- Material for the task
____________________

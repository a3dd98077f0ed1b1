use std::sync::Arc;

use ratatui::layout::Rect;
use ratatui::style::{Color, Style};
use ratatui::widgets::{Block, Borders};
use reqwest::Url;
use tokio::sync::mpsc::UnboundedReceiver;
use tui_textarea::TextArea;

use crate::config::Config;
use crate::controller::{Controller, UiEvent, Wakeup};
use crate::fetch::{SuggestionFetcher, resolve_href};
use crate::view::{DropdownModel, Focus};

/// Application state
pub struct App {
    pub input: TextArea<'static>,
    pub controller: Controller<DropdownModel>,
    site: Url,
    should_quit: bool,
    /// Resolved URL the user chose, set when the controller navigates
    target: Option<String>,
    /// Input area from the last render, for mouse hit-testing
    pub(super) input_area: Rect,
    /// Screen line of each rendered dropdown row, by flat index
    pub(super) row_areas: Vec<(Rect, usize)>,
}

impl App {
    pub fn new(
        config: &Config,
        site: Url,
        fetcher: Arc<dyn SuggestionFetcher>,
    ) -> (Self, UnboundedReceiver<Wakeup>) {
        let mut input = TextArea::default();
        input.set_block(
            Block::default()
                .borders(Borders::ALL)
                .title(" Search ")
                .border_style(Style::default().fg(Color::DarkGray)),
        );
        // Remove default underline from cursor line
        input.set_cursor_line_style(Style::default());

        let (controller, wakeups) =
            Controller::attach(config.autocomplete.clone(), DropdownModel::new(), fetcher);

        let app = Self {
            input,
            controller,
            site,
            should_quit: false,
            target: None,
            input_area: Rect::default(),
            row_areas: Vec::new(),
        };
        (app, wakeups)
    }

    pub fn query(&self) -> &str {
        self.input.lines()[0].as_str()
    }

    pub fn site(&self) -> &Url {
        &self.site
    }

    pub fn should_quit(&self) -> bool {
        self.should_quit
    }

    pub fn quit(&mut self) {
        self.should_quit = true;
    }

    pub fn target(&self) -> Option<&str> {
        self.target.as_deref()
    }

    pub fn take_target(&mut self) -> Option<String> {
        self.target.take()
    }

    pub fn focus(&self) -> Focus {
        self.controller.view().focus()
    }

    /// Move focus, emitting the blur/focus events a browser would
    pub(super) fn move_focus(&mut self, focus: Focus) {
        let previous = self.focus();
        if previous == focus {
            return;
        }

        self.controller.view_mut().set_focus(focus);
        let focus = self.focus();

        // Leaving the dropdown for elsewhere counts as a blur as well
        if previous == Focus::Input || focus == Focus::Outside {
            self.controller.handle(UiEvent::InputBlur);
        }
        match focus {
            Focus::Input => {
                self.controller.handle(UiEvent::InputFocus);
            }
            Focus::Dropdown(_) if !matches!(previous, Focus::Dropdown(_)) => {
                self.controller.handle(UiEvent::DropdownFocus);
            }
            _ => {}
        }
    }

    /// Deliver a timer firing or request completion
    pub fn on_wakeup(&mut self, wakeup: Wakeup) {
        self.controller.on_wakeup(wakeup);
        self.check_navigation();
    }

    /// Navigation leaves the session with the chosen URL
    pub(super) fn check_navigation(&mut self) {
        if let Some(href) = self.controller.view_mut().take_navigation() {
            let url = resolve_href(&self.site, &href);
            log::info!("Navigating to {}", url);
            self.target = Some(url);
            self.should_quit = true;
        }
    }
}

____________________

- Exercise description
Taking the line with "self.controller.view_mut().set_focus(focus);" as the first and the line with "pub fn on_wakeup(&mut" as the last, retype that stretch of the data above exactly, with no other lines.

- The answer
        self.controller.view_mut().set_focus(focus);
        let focus = self.focus();

        // Leaving the dropdown for elsewhere counts as a blur as well
        if previous == Focus::Input || focus == Focus::Outside {
            self.controller.handle(UiEvent::InputBlur);
        }
        match focus {
            Focus::Input => {
                self.controller.handle(UiEvent::InputFocus);
            }
            Focus::Dropdown(_) if !matches!(previous, Focus::Dropdown(_)) => {
                self.controller.handle(UiEvent::DropdownFocus);
            }
            _ => {}
        }
    }

    /// Deliver a timer firing or request completion
    pub fn on_wakeup(&mut self, wakeup: Wakeup) {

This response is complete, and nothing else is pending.